[I leave this up. I take it off because it's about puppies not kids exactly, but I'm thinking that if we're really living without compartmentalizing our lives ... I'll just leave this up. If it makes you smile and you're encouraged, I'll be happy.]
This may be our last session of puppy class for a while. Can't find six classes in a row without a conflict. I was more frustrated than usual after classes last weekend which inevitably leaves me asking, "Is more better or is it overkill?" It's been almost a year of classes. This photo is almost a year old (Nyah- red collar, Ellie - blue). At 13 months old, still puppies I'm told, they resist having their picture taken but we try. Very much "still puppies!" I didn't put the beeping of the camera together with the beeping of the fence collar. That explains the camera shyness.
Perspective:
Past. They were very good at 4 months when we brought them home almost a year ago. They were very good at "sit" and a long list of well-trained-puppy-skills. But the first afternoon we left them with our 5 Red Cross Babysitter trained 16-25 yr old children, an hour into the afternoon, one of the kids called me in a panic:"The puppies wouldn't listen. They wouldn't stop fighting. " The best we could figure, they didn't know who was in charge so they decided it should be someone with four furry feet and they both wanted the job. When Mom was home they were better, but imagining myself home alone with two full grown dogs dealing with dominance issues, we signed up for classes.
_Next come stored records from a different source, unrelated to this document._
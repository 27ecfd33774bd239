//! Execution options. Everything the step state machine needs to know
//! that isn't part of the flow itself.

use std::path::PathBuf;
use std::time::Duration;

use crate::session::SessionSpec;

/// Default ceiling for the explicit `assertVisible`/`assertNotVisible`
/// auto-wait, used when the caller does not override it.
pub const DEFAULT_AUTO_WAIT_TIMEOUT: Duration = Duration::from_secs(5);
/// Default poll interval the adapter is asked to use while auto-waiting.
pub const DEFAULT_AUTO_WAIT_INTERVAL: Duration = Duration::from_millis(100);
/// Default per-command timeout for everything that is not an explicit wait.
pub const DEFAULT_COMMAND_TIMEOUT: Duration = Duration::from_secs(30);

#[derive(Debug, Clone)]
pub struct ExecuteOptions {
    /// How the browser session this run attaches to should be named.
    pub session: SessionSpec,
    /// Run the browser with a visible window rather than headless.
    pub headed: bool,
    /// Stop at the first failed step rather than continuing to the end.
    pub bail: bool,
    /// Skip capturing a screenshot when a step fails.
    pub no_screenshot_on_error: bool,
    /// Ceiling applied to every adapter call that is not an explicit wait
    /// or auto-wait (open, click, fill, eval, …).
    pub command_timeout: Duration,
    /// Ceiling applied to the implicit wait `assertVisible`/
    /// `assertNotVisible` perform before checking.
    pub auto_wait_timeout: Duration,
    /// Poll interval passed to the adapter during auto-wait.
    pub auto_wait_interval: Duration,
    /// Working directory the browser CLI subprocess is spawned in, and
    /// the base directory screenshot paths are resolved against.
    pub cwd: Option<PathBuf>,
    /// Extra environment variables forwarded to the browser CLI
    /// subprocess, on top of the flow's own `env:` document.
    pub extra_env: Vec<(String, String)>,
}

impl Default for ExecuteOptions {
    fn default() -> Self {
        ExecuteOptions {
            session: SessionSpec::Default,
            headed: false,
            bail: false,
            no_screenshot_on_error: false,
            command_timeout: DEFAULT_COMMAND_TIMEOUT,
            auto_wait_timeout: DEFAULT_AUTO_WAIT_TIMEOUT,
            auto_wait_interval: DEFAULT_AUTO_WAIT_INTERVAL,
            cwd: None,
            extra_env: Vec::new(),
        }
    }
}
Present. Friday night I took Nyah to class. (12 owners, 12 dogs - most either well-behaved or there to accomplish it) Nyah tends to get defensive in class sometimes. . .often . . . Ellie, on the other hand, wants to play - either mode potentially disruptive in a dog class. Mr. M calls them his "special needs" dogs because they're either perfectly on-task or "not even in the room" (not unlike ADD) . He knows them pretty well, we've been going since September. Throwing out all the excuses, they're dogs. They need to listen, even when they don't feel like it, so we keep working on it.
So class is a half hour drive each way, my car radiator is dying. Nyah's a handful in class most of Friday night but she did the most perfect heel pattern ever! She even passed "Leave it." (She's been known to snatch half the bag of jerky bait instead.)
Ellie spent the better part of her Sunday class either wanting badly to play or totally zoned out. "Sit? Mom, you never taught us that!" Sooooo frustrating!!!!
It's almost the end of class time and Ellie won't down-stay. She needed to go out. So I took her outside, somehow managed to slice my finger on the trash can, we came back in and I let Jenny take her. (Jenny's 17. She came to a couple of classes in September. She plays with them more than she works with them.) So, of course, Ellie heals, downs, sits, stays, (all in various combinations within about 3 minutes) and takes the jumps for Jenny. It's obviously me, not the puppies, and (be warned) trainers don't sell new owner personalities.
So Monday morning I work with each of them alone in the yard like I do every morning. Traffic, people walking, bikes, skateboards, sirens, no dog-walkers as far as I know) They're perfect, off-leash perfect. Both of them - every task from every class, even with minor distractions, off-leash-perfect!
Future. So, if they're wonderful at home and they know the stuff (most of the time) why do I feel the need to keep going to class? For the adrenaline rush when a certain dog looks like she's going to get away and eat someone else's dog? I don't think so! Growing my confidence in leaps and bounds? Probably. Addiction? Maybe. The addictive quality is the fact that one minute you've almost got it. Then it seems out of reach. The next minute you know you've got it, then you lose it again. Then they're so bad you wonder why you have puppies. Then you flat out succeed big time and you say, "I can do this!" and you go back for more. Or maybe it's the place where class becomes less a class and more a critique group to help you get where you're going. I have no clue.
More important, if Ellie and Nyah listen in that environment every time, they'll listen anywhere! (They'll ignore the dogs on the sidewalk.) And stewardship. . . Maybe someday they'll be agility dogs or tracking dogs or therapy dogs or reading dogs* (when they defer to strangers I've even momentarily considered schutzhund!) Not sure I'm that ambitious, except when they're bored ... You don't want two bored, intelligent** puppies. Trust me.
... a little past, present, and potential-for-the-future*** helps keep today in perspective if you're parenting or working with people, too. (We'll call the alternative whining and complaining) ... thanks for listening.
* Gary S. differs with me , but they really can't read.
**At class Sunday, when she wasn't zoned out, Ellie unexpectedly demonstrated her unique independent thinking skills. :)
*** don't know if all these websites are the best on the subject but it gives some substance for the word "potential"!